---------- Stored data

// SPDX-License-Identifier: MIT
// SPDX-FileCopyrightText: 2025 Alexander Minges

//! Photo selection rules: which files are accepted and how the preview scale steps.

use std::path::Path;

use thiserror::Error;

use crate::config::ValidationConfig;

/// True when `name` ends with `.<ext>` for one of `accepted_types`, ignoring case.
///
/// Entries may be given with or without the leading dot. A bare extension such
/// as `".png"` has no file stem and is not accepted.
pub fn is_accepted_file(name: &str, accepted_types: &[String]) -> bool {
    let name = name.to_lowercase();
    accepted_types
        .iter()
        .map(|t| t.trim().trim_start_matches('.').to_lowercase())
        .filter(|t| !t.is_empty())
        .any(|ext| {
            name.strip_suffix(ext.as_str())
                .and_then(|rest| rest.strip_suffix('.'))
                .is_some_and(|stem| !stem.is_empty())
        })
}

/// Rejection of a picked file.
#[derive(Debug, Error, PartialEq, Eq)]
pub enum PhotoError {
    #[error("{name} is not a supported photo. Choose one of: {accepted}.")]
    UnsupportedType { name: String, accepted: String },
}

/// Preview scale bounds in percent, moved in fixed steps.
#[derive(Clone, Copy, Debug, PartialEq, Eq)]
pub struct ScaleRange {
    pub min: u32,
    pub max: u32,
    pub step: u32,
}

impl ScaleRange {
    pub fn from_config(config: &ValidationConfig) -> Self {
        Self {
            min: config.scale_min,
            max: config.scale_max,
            step: config.scale_step,
        }
    }

    /// Clamp an arbitrary value into `min..=max`.
    pub fn clamp(self, value: i64) -> u32 {
        let clamped = value.clamp(i64::from(self.min), i64::from(self.max));
        u32::try_from(clamped).unwrap_or(self.max)
    }

    pub fn smaller(self, current: u32) -> u32 {
        self.clamp(i64::from(current) - i64::from(self.step))
    }

    pub fn bigger(self, current: u32) -> u32 {
        self.clamp(i64::from(current) + i64::from(self.step))
    }
}

/// Accepted file types and scale range built from one config.
#[derive(Clone, Debug)]
pub struct PhotoRules {
    accepted_types: Vec<String>,
    pub scale: ScaleRange,
}

impl PhotoRules {
    pub fn new(config: &ValidationConfig) -> Self {
        Self {
            accepted_types: config
                .accepted_file_types
                .iter()
                .map(|t| t.trim().trim_start_matches('.').to_lowercase())
                .filter(|t| !t.is_empty())
                .collect(),
            scale: ScaleRange::from_config(config),
        }
    }

    /// Lower-case extensions without the leading dot, as used for dialog filters.
    pub fn accepted_types(&self) -> &[String] {
        &self.accepted_types
    }

    /// Accept or reject a picked path by its file name.
    pub fn check(&self, path: &Path) -> Result<(), PhotoError> {
        let name = path
            .file_name()
            .map(|n| n.to_string_lossy().into_owned())
            .unwrap_or_default();
        if is_accepted_file(&name, &self.accepted_types) {
            Ok(())
        } else {
            Err(PhotoError::UnsupportedType {
                name: if name.is_empty() {
                    path.display().to_string()
                } else {
                    name
                },
                accepted: self.accepted_types.join(", "),
            })
        }
    }
}

#[cfg(test)]
mod tests {
    use super::*;
    use std::path::PathBuf;

    fn types() -> Vec<String> {
        vec!["gif".into(), "jpg".into(), "jpeg".into(), "png".into()]
    }

    #[test]
    fn accepts_known_extensions_case_insensitively() {
        assert!(is_accepted_file("cat.png", &types()));
        assert!(is_accepted_file("Holiday.JPEG", &types()));
        assert!(is_accepted_file("archive.tar.gif", &types()));
    }

    #[test]
    fn rejects_other_or_missing_extensions() {
        assert!(!is_accepted_file("notes.txt", &types()));
        assert!(!is_accepted_file("mypng", &types()));
        assert!(!is_accepted_file(".png", &types()));
        assert!(!is_accepted_file("", &types()));
        assert!(!is_accepted_file("cat.png", &[]));
    }

    #[test]
    fn dotted_type_entries_are_normalized() {
        let types = vec![".PNG".to_string(), "  ".to_string()];
        assert!(is_accepted_file("a.png", &types));
        assert!(!is_accepted_file("a.jpg", &types));
    }

    #[test]
    fn scale_steps_and_clamps() {
        let range = ScaleRange {
            min: 25,
            max: 100,
            step: 25,
        };
        assert_eq!(range.smaller(100), 75);
        assert_eq!(range.smaller(25), 25);
        assert_eq!(range.bigger(75), 100);
        assert_eq!(range.bigger(100), 100);
        assert_eq!(range.clamp(-10), 25);
        assert_eq!(range.clamp(1_000), 100);
    }

    #[test]
    fn scale_clamps_uneven_steps_to_bounds() {
        let range = ScaleRange {
            min: 10,
            max: 100,
            step: 40,
        };
        assert_eq!(range.smaller(100), 60);
        assert_eq!(range.smaller(60), 20);
        assert_eq!(range.smaller(20), 10);
        assert_eq!(range.bigger(90), 100);
    }

    #[test]
    fn rules_check_reports_name_and_accepted_list() {
        let rules = PhotoRules::new(&ValidationConfig::default());
        assert_eq!(rules.check(&PathBuf::from("/pics/sun.PNG")), Ok(()));

        let err = rules.check(&PathBuf::from("/pics/doc.pdf")).unwrap_err();
        assert_eq!(
            err,
            PhotoError::UnsupportedType {
                name: "doc.pdf".into(),
                accepted: "gif, jpg, jpeg, png".into(),
            }
        );
        assert!(err.to_string().contains("doc.pdf"));
    }
}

--------------------

Each entry above is to be duplicated exactly, with nothing left out.

// SPDX-License-Identifier: MIT
// SPDX-FileCopyrightText: 2025 Alexander Minges

//! Photo selection rules: which files are accepted and how the preview scale steps.

use std::path::Path;

use thiserror::Error;

use crate::config::ValidationConfig;

/// True when `name` ends with `.<ext>` for one of `accepted_types`, ignoring case.
///
/// Entries may be given with or without the leading dot. A bare extension such
/// as `".png"` has no file stem and is not accepted.
pub fn is_accepted_file(name: &str, accepted_types: &[String]) -> bool {
    let name = name.to_lowercase();
    accepted_types
        .iter()
        .map(|t| t.trim().trim_start_matches('.').to_lowercase())
        .filter(|t| !t.is_empty())
        .any(|ext| {
            name.strip_suffix(ext.as_str())
                .and_then(|rest| rest.strip_suffix('.'))
                .is_some_and(|stem| !stem.is_empty())
        })
}

/// Rejection of a picked file.
#[derive(Debug, Error, PartialEq, Eq)]
pub enum PhotoError {
    #[error("{name} is not a supported photo. Choose one of: {accepted}.")]
    UnsupportedType { name: String, accepted: String },
}

/// Preview scale bounds in percent, moved in fixed steps.
#[derive(Clone, Copy, Debug, PartialEq, Eq)]
pub struct ScaleRange {
    pub min: u32,
    pub max: u32,
    pub step: u32,
}

impl ScaleRange {
    pub fn from_config(config: &ValidationConfig) -> Self {
        Self {
            min: config.scale_min,
            max: config.scale_max,
            step: config.scale_step,
        }
    }

    /// Clamp an arbitrary value into `min..=max`.
    pub fn clamp(self, value: i64) -> u32 {
        let clamped = value.clamp(i64::from(self.min), i64::from(self.max));
        u32::try_from(clamped).unwrap_or(self.max)
    }

    pub fn smaller(self, current: u32) -> u32 {
        self.clamp(i64::from(current) - i64::from(self.step))
    }

    pub fn bigger(self, current: u32) -> u32 {
        self.clamp(i64::from(current) + i64::from(self.step))
    }
}

/// Accepted file types and scale range built from one config.
#[derive(Clone, Debug)]
pub struct PhotoRules {
    accepted_types: Vec<String>,
    pub scale: ScaleRange,
}

impl PhotoRules {
    pub fn new(config: &ValidationConfig) -> Self {
        Self {
            accepted_types: config
                .accepted_file_types
                .iter()
                .map(|t| t.trim().trim_start_matches('.').to_lowercase())
                .filter(|t| !t.is_empty())
                .collect(),
            scale: ScaleRange::from_config(config),
        }
    }

    /// Lower-case extensions without the leading dot, as used for dialog filters.
    pub fn accepted_types(&self) -> &[String] {
        &self.accepted_types
    }

    /// Accept or reject a picked path by its file name.
    pub fn check(&self, path: &Path) -> Result<(), PhotoError> {
        let name = path
            .file_name()
            .map(|n| n.to_string_lossy().into_owned())
            .unwrap_or_default();
        if is_accepted_file(&name, &self.accepted_types) {
            Ok(())
        } else {
            Err(PhotoError::UnsupportedType {
                name: if name.is_empty() {
                    path.display().to_string()
                } else {
                    name
                },
                accepted: self.accepted_types.join(", "),
            })
        }
    }
}

#[cfg(test)]
mod tests {
    use super::*;
    use std::path::PathBuf;

    fn types() -> Vec<String> {
        vec!["gif".into(), "jpg".into(), "jpeg".into(), "png".into()]
    }

    #[test]
    fn accepts_known_extensions_case_insensitively() {
        assert!(is_accepted_file("cat.png", &types()));
        assert!(is_accepted_file("Holiday.JPEG", &types()));
        assert!(is_accepted_file("archive.tar.gif", &types()));
    }

    #[test]
    fn rejects_other_or_missing_extensions() {
        assert!(!is_accepted_file("notes.txt", &types()));
        assert!(!is_accepted_file("mypng", &types()));
        assert!(!is_accepted_file(".png", &types()));
        assert!(!is_accepted_file("", &types()));
        assert!(!is_accepted_file("cat.png", &[]));
    }

    #[test]
    fn dotted_type_entries_are_normalized() {
        let types = vec![".PNG".to_string(), "  ".to_string()];
        assert!(is_accepted_file("a.png", &types));
        assert!(!is_accepted_file("a.jpg", &types));
    }

    #[test]
    fn scale_steps_and_clamps() {
        let range = ScaleRange {
            min: 25,
            max: 100,
            step: 25,
        };
        assert_eq!(range.smaller(100), 75);
        assert_eq!(range.smaller(25), 25);
        assert_eq!(range.bigger(75), 100);
        assert_eq!(range.bigger(100), 100);
        assert_eq!(range.clamp(-10), 25);
        assert_eq!(range.clamp(1_000), 100);
    }

    #[test]
    fn scale_clamps_uneven_steps_to_bounds() {
        let range = ScaleRange {
            min: 10,
            max: 100,
            step: 40,
        };
        assert_eq!(range.smaller(100), 60);
        assert_eq!(range.smaller(60), 20);
        assert_eq!(range.smaller(20), 10);
        assert_eq!(range.bigger(90), 100);
    }

    #[test]
    fn rules_check_reports_name_and_accepted_list() {
        let rules = PhotoRules::new(&ValidationConfig::default());
        assert_eq!(rules.check(&PathBuf::from("/pics/sun.PNG")), Ok(()));

        let err = rules.check(&PathBuf::from("/pics/doc.pdf")).unwrap_err();
        assert_eq!(
            err,
            PhotoError::UnsupportedType {
                name: "doc.pdf".into(),
                accepted: "gif, jpg, jpeg, png".into(),
            }
        );
        assert!(err.to_string().contains("doc.pdf"));
    }
}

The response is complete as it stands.